The new model will be applied to employees in the US, but also the UK and other countries. To make it work, the company said it will focus in-person collaboration on roughly quarterly meetings and aim to pool work together on two product releases per year, said CEO and co-founder, Brian Chesky.
“We want to hire and keep the best people in the world (like you),” Chesky wrote in an email to employees. “If we limit our talent pool to moving around our offices, we will be at a huge disadvantage. The best people live everywhere, they are not concentrated in one area. And by hiring from a variety of communities, we will become a more diverse company.
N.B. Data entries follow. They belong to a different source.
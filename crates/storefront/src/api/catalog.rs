//! Remote product and category endpoints.

use prasanna_farm_core::{Category, CategoryId, Product, ProductId};
use tracing::instrument;

use super::types::{ProductListing, ProductQuery};
use super::{ApiClient, ApiError, segment};

/// Typed access to `/products` and `/categories`.
#[derive(Clone)]
pub struct CatalogApi {
    client: ApiClient,
}

impl CatalogApi {
    #[must_use]
    pub const fn new(client: ApiClient) -> Self {
        Self { client }
    }

    /// `GET /products`
    ///
    /// # Errors
    ///
    /// Returns an error if the API request fails.
    #[instrument(skip(self))]
    pub async fn products(&self, query: &ProductQuery) -> Result<Vec<Product>, ApiError> {
        let endpoint = format!("/products{}", query.to_query_string());
        let listing: ProductListing = self.client.get(&endpoint).await?;
        Ok(listing.into_products())
    }

    /// `GET /products/{id}`
    ///
    /// # Errors
    ///
    /// Returns an error if the API request fails.
    #[instrument(skip(self), fields(product_id = %id))]
    pub async fn product(&self, id: &ProductId) -> Result<Product, ApiError> {
        self.client
            .get(&format!("/products/{}", segment(id.as_str())))
            .await
    }

    /// `GET /products/category/{id}`
    ///
    /// # Errors
    ///
    /// Returns an error if the API request fails.
    #[instrument(skip(self), fields(category = %id))]
    pub async fn products_by_category(&self, id: &CategoryId) -> Result<Vec<Product>, ApiError> {
        self.client
            .get(&format!("/products/category/{}", segment(id.as_str())))
            .await
    }

    /// `GET /products/search?q=`
    ///
    /// # Errors
    ///
    /// Returns an error if the API request fails.
    #[instrument(skip(self))]
    pub async fn search(&self, query: &str) -> Result<Vec<Product>, ApiError> {
        self.client
            .get(&format!("/products/search?q={}", urlencoding::encode(query)))
            .await
    }

    /// `GET /categories`
    ///
    /// # Errors
    ///
    /// Returns an error if the API request fails.
    #[instrument(skip(self))]
    pub async fn categories(&self) -> Result<Vec<Category>, ApiError> {
        self.client.get("/categories").await
    }

    /// `GET /categories/{id}`
    ///
    /// # Errors
    ///
    /// Returns an error if the API request fails.
    #[instrument(skip(self), fields(category = %id))]
    pub async fn category(&self, id: &CategoryId) -> Result<Category, ApiError> {
        self.client
            .get(&format!("/categories/{}", segment(id.as_str())))
            .await
    }
}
“Now, I understand the concern about not seeing people in the office–how do you know your employees are doing their jobs when you can’t see them? For me, it’s simple: I trust you, and flexibility only works when you trust the people on your team.”
Employees will not be entirely free to move about as they see fit. For tax reasons, they will need to have a permanent base in the country in which they are assigned. If they are working abroad, they cannot spend more than 90 days a year in any given country, and are responsible for handling their work permit. And they still need to think about time zones, and think about how to actually get to the clusters.
Crucially, however, the company will no longer pay people based on regional differences. “Starting in June, we will have individual salary levels by country for both salary and equity,” Chesky said. “If your salary is set using a lower, location-based salary category, you will receive a raise in June.”
Other companies that have embraced remote work have been less generous. Google, Amazon, Apple, Facebook and Microsoft are all asking employees to cut their salaries if they move somewhere with a much lower cost of living.
Airbnb is recovering from a difficult pandemic. The company whose bookings slumped as international travel slumped, It laid off a quarter of its employees in May 2020Reducing its investments in hotels and luxury apartments and discontinuing plans to move to transportation and content creation.
It went public in December 2020, an uncomfortable period for a travel-focused company, but it has maintained a market cap of about $100 billion in the 18 months since.